STANDARD OPERATING PROCEDURE could be considered in the province of cinematic lingo, a “remake”. What, you say? Obviously, it’s not a remake of a film about Abu Ghraib; rather a remake of a film in style, rather than content.
In 1988, Errol Morris made his second masterpiece, THE THIN BLUE LINE, a film about a man who may or may not be wrongfully imprisoned for murder. The film was a landmark in the history of cinema. Masterfully juxtaposing “talking head” interviews with entire sequences staged and directed by Morris in what was to become known as “re-enactments” of real-life events. Underpinned by a haunting score composed by Phillip Glass (the first of many scores Glass composed for Morris), THE THIN BLUE LINE was a scary and riveting murder mystery.
STANDARD OPERATING PROCEDURE is constructed using the blueprint for THE THIN BLUE LINE. The “talking heads” in this case are the soldiers involved in the scandalous abuse, juxtaposed with “re-enactments” of the now famous images of “dog piles” and “human pyramids” ; sexual humiliation and violence; including the most famous image of a man draped in black with a hood, standing on a box with wires connected to his fingers, in Christ pose. But, again, this is only ostensibly what the movie is about.
In TAXI TO THE DARK SIDE, Alex Gibney tells the story of Dilawar, a young man from Afghanistan, who starts driving a taxi from his small family farm in Yakubi to larger towns and villages in order to make a little more money. One day Diawar’s mother asks him to pick up his sisters and bring them home for the upcoming holiday. Dilawar never returns home. He is detained along with three other men suspected of carrying out a rocket attack on a nearby Army base. Director Gibney shows us in brutal and horrifying detail the torture and eventual murder of an innocent young man. By focusing on Dilawar’s family and friends, including his wife and infant daughter, Alex Gibney paints a tragic family portrait; placing a human face on the inhumanity of war.
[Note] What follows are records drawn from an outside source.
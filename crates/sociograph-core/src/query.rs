//! # Query Module
//!
//! Structured query values for read-only graph interaction.
//!
//! - Map caller requests to a single engine operation
//! - Execute against any `GraphStore`
//! - Serializable outcomes for machine-readable output

use crate::graph::GraphStore;
use crate::{Bio, EdgeWeight, GraphError, Path, VertexId};
use serde::Serialize;

/// Query operation types supported by the engine.
#[derive(Debug, Clone, PartialEq, Eq)]
pub enum QueryType {
    /// Lookup a user by name.
    Lookup(VertexId),

    /// Friends of a user with their weights.
    Neighbors(VertexId),

    /// Whether two users are friends.
    Adjacent(VertexId, VertexId),

    /// Minimum-weight path between two users.
    ShortestPath { source: VertexId, target: VertexId },

    /// Breadth-first traversal order.
    Bfs(VertexId),

    /// Depth-first traversal order.
    Dfs(VertexId),
}

/// A structured query.
#[derive(Debug, Clone, PartialEq, Eq)]
pub struct Query {
    /// The type of query operation.
    pub query_type: QueryType,
}

/// Result of executing a [`Query`].
#[derive(Debug, Clone, PartialEq, Eq, Serialize)]
#[serde(tag = "kind", rename_all = "snake_case")]
pub enum QueryOutcome {
    /// A user record (inbox omitted).
    User {
        name: VertexId,
        bio: Bio,
        friends: Vec<(VertexId, EdgeWeight)>,
    },
    /// A neighbor list.
    Neighbors {
        name: VertexId,
        friends: Vec<(VertexId, EdgeWeight)>,
    },
    /// A yes/no answer.
    Adjacent { a: VertexId, b: VertexId, adjacent: bool },
    /// A path, or `None` when the target is unreachable.
    Path {
        source: VertexId,
        target: VertexId,
        path: Option<Path>,
    },
    /// A traversal order.
    Traversal { start: VertexId, order: Vec<VertexId> },
}

impl Query {
    /// Create a new query.
    #[must_use]
    pub fn new(query_type: QueryType) -> Self {
        Self { query_type }
    }

    /// Lookup helper.
    #[must_use]
    pub fn lookup(name: impl Into<VertexId>) -> Self {
        Self::new(QueryType::Lookup(name.into()))
    }

    /// Neighbors helper.
    #[must_use]
    pub fn neighbors(name: impl Into<VertexId>) -> Self {
        Self::new(QueryType::Neighbors(name.into()))
    }

    /// Adjacency helper.
    #[must_use]
    pub fn adjacent(a: impl Into<VertexId>, b: impl Into<VertexId>) -> Self {
        Self::new(QueryType::Adjacent(a.into(), b.into()))
    }

    /// Shortest path helper.
    #[must_use]
    pub fn shortest_path(source: impl Into<VertexId>, target: impl Into<VertexId>) -> Self {
        Self::new(QueryType::ShortestPath {
            source: source.into(),
            target: target.into(),
        })
    }

    /// BFS helper.
    #[must_use]
    pub fn bfs(start: impl Into<VertexId>) -> Self {
        Self::new(QueryType::Bfs(start.into()))
    }

    /// DFS helper.
    #[must_use]
    pub fn dfs(start: impl Into<VertexId>) -> Self {
        Self::new(QueryType::Dfs(start.into()))
    }

    /// Run the query. Never mutates the graph.
    pub fn execute<G: GraphStore + ?Sized>(&self, graph: &G) -> Result<QueryOutcome, GraphError> {
        match &self.query_type {
            QueryType::Lookup(name) => {
                let vertex = graph.get_vertex(name)?;
                Ok(QueryOutcome::User {
                    name: vertex.id.clone(),
                    bio: vertex.bio.clone(),
                    friends: friend_list(graph, name)?,
                })
            }
            QueryType::Neighbors(name) => Ok(QueryOutcome::Neighbors {
                name: name.clone(),
                friends: friend_list(graph, name)?,
            }),
            QueryType::Adjacent(a, b) => {
                if !graph.has_vertex(a) {
                    return Err(GraphError::VertexNotFound(a.clone()));
                }
                if !graph.has_vertex(b) {
                    return Err(GraphError::VertexNotFound(b.clone()));
                }
                Ok(QueryOutcome::Adjacent {
                    a: a.clone(),
                    b: b.clone(),
                    adjacent: graph.are_adjacent(a, b),
                })
            }
            QueryType::ShortestPath { source, target } => Ok(QueryOutcome::Path {
                source: source.clone(),
                target: target.clone(),
                path: graph.shortest_path(source, target)?,
            }),
            QueryType::Bfs(start) => Ok(QueryOutcome::Traversal {
                start: start.clone(),
                order: graph.bfs(start)?,
            }),
            QueryType::Dfs(start) => Ok(QueryOutcome::Traversal {
                start: start.clone(),
                order: graph.dfs(start)?,
            }),
        }
    }
}

fn friend_list<G: GraphStore + ?Sized>(
    graph: &G,
    name: &VertexId,
) -> Result<Vec<(VertexId, EdgeWeight)>, GraphError> {
    Ok(graph
        .neighbors(name)?
        .iter()
        .map(|(friend, weight)| (friend.clone(), *weight))
        .collect())
}

// =============================================================================
// TESTS
// =============================================================================
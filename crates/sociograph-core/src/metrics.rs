//! # Graph Metrics
//!
//! Read-only structural summary of a graph.

use crate::graph::{Graph, GraphStore};
use crate::traversal;
use crate::{GraphError, TotalWeight};
use serde::Serialize;
use std::collections::BTreeSet;

/// Counts describing the shape of a graph.
#[derive(Debug, Clone, Copy, PartialEq, Eq, Default, Serialize)]
pub struct GraphMetrics {
    /// Number of users.
    pub vertex_count: usize,
    /// Number of undirected friendships.
    pub edge_count: usize,
    /// Users with no friends.
    pub isolated_count: usize,
    /// Number of connected components.
    pub component_count: usize,
    /// Sum of all friendship weights.
    pub total_weight: TotalWeight,
}

impl GraphMetrics {
    /// Compute metrics for `graph`.
    pub fn from_graph(graph: &Graph) -> Result<Self, GraphError> {
        let mut isolated_count = 0;
        let mut component_count = 0;
        let mut seen = BTreeSet::new();

        for vertex in graph.vertices() {
            if graph.neighbors(&vertex.id)?.is_empty() {
                isolated_count += 1;
            }
            if seen.contains(&vertex.id) {
                continue;
            }
            component_count += 1;
            seen.extend(traversal::bfs(graph, &vertex.id)?);
        }

        let total_weight = graph
            .edges()
            .fold(TotalWeight::ZERO, |total, (_, _, w)| total.plus(w));

        Ok(Self {
            vertex_count: graph.vertex_count(),
            edge_count: graph.edge_count(),
            isolated_count,
            component_count,
            total_weight,
        })
    }
}
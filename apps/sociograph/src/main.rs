//! # Sociograph - Social Network Explorer
//!
//! The main binary for Sociograph.
//!
//! ## Architecture
//!
//! ```text
//! ┌───────────────────────────────────────────────────────┐
//! │                apps/sociograph (THE BINARY)            │
//! │                                                       │
//! │  ┌─────────────┐   ┌─────────────┐   ┌─────────────┐  │
//! │  │   CLI       │   │  Messaging  │   │  Dataset    │  │
//! │  │  (clap)     │   │  workflow   │   │ (toml/json) │  │
//! │  └──────┬──────┘   └──────┬──────┘   └──────┬──────┘  │
//! │         └─────────────────┼─────────────────┘         │
//! │                           ▼                           │
//! │                  ┌─────────────────┐                  │
//! │                  │ sociograph-core │                  │
//! │                  │   (THE LOGIC)   │                  │
//! │                  └─────────────────┘                  │
//! └───────────────────────────────────────────────────────┘
//! ```
//!
//! ## Usage
//!
//! ```bash
//! sociograph demo
//! sociograph path Lymeng Srun
//! sociograph --dataset people.json bfs Alice
//! ```

use clap::Parser;
use sociograph::cli;
use sociograph::config::{AppConfig, LogFormat};
use tracing_subscriber::{layer::SubscriberExt, util::SubscriberInitExt};

// =============================================================================
// APPLICATION ENTRY POINT
// =============================================================================

fn main() {
    let cli = cli::Cli::parse();

    let config = match AppConfig::load(cli.config.as_deref()) {
        Ok(config) => cli.apply_overrides(config),
        Err(e) => {
            eprintln!("Error: {}", e);
            std::process::exit(1);
        }
    };

    init_tracing(config.log_format, cli.verbose);

    if !cli.quiet && !cli.json_mode {
        print_banner();
    }

    if let Err(e) = cli::execute(cli, &config) {
        tracing::error!("Error: {}", e);
        std::process::exit(1);
    }
}

/// Initialize tracing. `RUST_LOG` wins over the default filter.
fn init_tracing(format: LogFormat, verbose: bool) {
    let default_filter = if verbose {
        "sociograph=debug,sociograph_core=debug"
    } else {
        "sociograph=info"
    };
    let filter = tracing_subscriber::EnvFilter::try_from_default_env()
        .unwrap_or_else(|_| default_filter.into());

    match format {
        LogFormat::Json => {
            tracing_subscriber::registry()
                .with(filter)
                .with(tracing_subscriber::fmt::layer().json().with_writer(std::io::stderr))
                .init();
        }
        LogFormat::Text => {
            tracing_subscriber::registry()
                .with(filter)
                .with(tracing_subscriber::fmt::layer().with_writer(std::io::stderr))
                .init();
        }
    }
}

/// Print the startup banner.
fn print_banner() {
    println!(
        r#"
  ┌─┐┌─┐┌─┐┬┌─┐┌─┐┬─┐┌─┐┌─┐┬ ┬
  └─┐│ ││  ││ ││ ┬├┬┘├─┤├─┘├─┤
  └─┘└─┘└─┘┴└─┘└─┘┴└─┴ ┴┴  ┴ ┴

  Social Network Explorer v{}
"#,
        env!("CARGO_PKG_VERSION")
    );
}
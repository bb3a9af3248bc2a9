//! # Sociograph CLI Module
//!
//! This module implements the CLI interface for Sociograph.
//!
//! ## Available Commands
//!
//! - `demo` - Run the scripted walk-through on the demo network
//! - `network` - Show every user and their friends
//! - `user` - Show one user's bio, friends and inbox
//! - `friends` - One user's friend list
//! - `adjacent` - Whether two users are friends
//! - `search` - Check whether a user exists
//! - `path` - Shortest (minimum-weight) path between two users
//! - `bfs` / `dfs` - Traversal order from a user
//! - `message` - Send a message (befriends on first contact)
//! - `remove` / `unfriend` - Remove a user or a friendship
//! - `status` - Graph metrics
//!
//! Every invocation builds the graph in memory from the dataset; changes
//! made by `message`, `remove` and `unfriend` last only for that run.

mod commands;

use crate::config::AppConfig;
use crate::dataset;
use crate::error::AppError;
use clap::{Parser, Subcommand};
use std::path::PathBuf;

pub use commands::*;

// =============================================================================
// CLI STRUCTURE
// =============================================================================

/// Sociograph - weighted social network explorer
///
/// Loads a network of users and friendships and answers path and traversal
/// queries over it.
#[derive(Parser, Debug)]
#[command(name = "sociograph")]
#[command(version, about, long_about = None)]
pub struct Cli {
    /// Enable verbose output
    #[arg(short, long, global = true)]
    pub verbose: bool,

    /// Suppress banner output
    #[arg(short, long, global = true)]
    pub quiet: bool,

    /// Dataset file (TOML or JSON); defaults to the built-in demo network
    #[arg(short = 'd', long, global = true)]
    pub dataset: Option<PathBuf>,

    /// Configuration file (TOML)
    #[arg(short = 'c', long, global = true)]
    pub config: Option<PathBuf>,

    /// Weight of friendships created by `message`
    #[arg(short = 'w', long, global = true)]
    pub default_weight: Option<u64>,

    /// Output in JSON format (for programmatic access)
    #[arg(long = "json", global = true)]
    pub json_mode: bool,

    /// Subcommand to execute
    #[command(subcommand)]
    pub command: Option<Commands>,
}

/// Available CLI commands.
#[derive(Subcommand, Debug, Clone, PartialEq, Eq)]
pub enum Commands {
    /// Run the scripted walk-through
    Demo,

    /// Show the full network
    Network,

    /// Show a user's bio, friends and inbox
    User {
        /// User name
        name: String,
    },

    /// Show a user's friends and their weights
    Friends {
        /// User name
        name: String,
    },

    /// Check whether two users are friends
    Adjacent {
        /// First user
        a: String,
        /// Second user
        b: String,
    },

    /// Check whether a user exists
    Search {
        /// User name
        name: String,
    },

    /// Shortest path between two users
    Path {
        /// Start user
        from: String,
        /// Target user
        to: String,
    },

    /// Breadth-first traversal order
    Bfs {
        /// Start user
        start: String,
    },

    /// Depth-first traversal order
    Dfs {
        /// Start user
        start: String,
    },

    /// Send a message, befriending the users first if needed
    Message {
        /// Sender
        from: String,
        /// Receiver
        to: String,
        /// Message text
        text: String,
    },

    /// Remove a user and all their friendships
    Remove {
        /// User name
        name: String,
    },

    /// Remove a friendship
    Unfriend {
        /// First user
        a: String,
        /// Second user
        b: String,
    },

    /// Show graph metrics
    Status,
}

impl Cli {
    /// Merge CLI flags over the loaded configuration.
    #[must_use]
    pub fn apply_overrides(&self, mut config: AppConfig) -> AppConfig {
        if let Some(path) = &self.dataset {
            config.dataset = Some(path.clone());
        }
        if let Some(weight) = self.default_weight {
            config.default_weight = weight;
        }
        config
    }
}

// =============================================================================
// COMMAND EXECUTION
// =============================================================================

/// Execute the CLI with parsed arguments and resolved configuration.
pub fn execute(cli: Cli, config: &AppConfig) -> Result<(), AppError> {
    let mut graph = dataset::load_graph(config.dataset.as_deref())?;
    let context = RunContext {
        json_mode: cli.json_mode,
        default_weight: config.default_weight(),
    };

    // No subcommand - show the network by default
    let command = cli.command.unwrap_or(Commands::Network);
    let output = run(&command, &mut graph, &context)?;
    print!("{}", output);
    Ok(())
}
STANDARD OPERATING PROCEDURE is about the extraordinary power of the visual image; the photograph, and it’s rendering of reality; perception and understanding. The Art of Photography like any art form relies on the viewer to interpret the meaning, and what the piece represents. And for Errol Morris, the question of why these soldiers tortured is not as fascinating as to why they carefully re-staged and photographed the torture, like some kind of primitive performance art.